The initial partners include Toyota Motor Corporation; Nissan Motor Co., Ltd.; Honda Motor Co., Ltd.; JXTG Nippon Oil & Energy Corporation; Idemitsu Kosan Co., Ltd.; Iwatani Corporation; Tokyo Gas Co. Ltd.; Toho Gas Co., Ltd.; Air Liquide Japan Ltd.; Toyota Tsusho Corporation; and Development Bank of Japan Inc.
The new company will be established to accelerate Japan’s hydrogen initiative―which is driven mainly by these 11 companies―toward the achievement of Japan’s common target shared by the government and industries regarding the development of hydrogen recharging stations.
According to the “Strategic Road Map for Hydrogen and Fuel Cells” (revised March 22, 2016) released by the Council for a Strategy for Hydrogen and Fuel Cells, an industry body organized by the Ministry of Economy, Trade and Industry (METI) of Japan, in the initial phase of promoting fuel cell vehicles powered by hydrogen, the target penetration is 160 stations and 40,000 fuel cell vehicles by FY 2020.

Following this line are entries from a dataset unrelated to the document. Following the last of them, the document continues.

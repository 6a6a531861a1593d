//! Key set cache and the documents it holds.

pub mod entry;
pub mod state;

pub use self::{
	entry::{DEFAULT_CACHE_TTL, KeySetCache},
	state::{CachedKeySet, JwkEntry, JwksDocument},
};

There are currently 2,200 fuel-cell cars in Japan with 91 hydrogen stations, according to the industry ministry, but a lack of stations has been a major hurdle for carmakers as they seek to boost production.
The objective of the new company is to enhance the collaboration among infrastructure developers, automakers, and financial institutions in order to simultaneously accelerate and scale up Japan’s deployment of HRS and FCV.
The new firm wants to build 80 stations in the first four years of operation during the Phase 1, the companies said in a joint press statement.
Toyota launched the Mirai in late 2014 as it looked to push further into the fast-growing market for environmentally friendly cars. The Mirai was its first mass-market hydrogen fuel-cell car, after Toyota scored a win with the top-selling Prius hybrid. After that, Honda launched the Clarity Fuel-Cell sedan.
Last year, Nissan said it was developing fuel-cell technology that can power cars using plant-based ethanol, a first for the auto industry, and hopes to launch the system in time for Tokyo’s 2020 Olympics.
Nissan said the system would be cheaper than rival offerings because it avoids the huge cost of setting up filling stations and would not require bulky hydrogen tanks to be stored on board.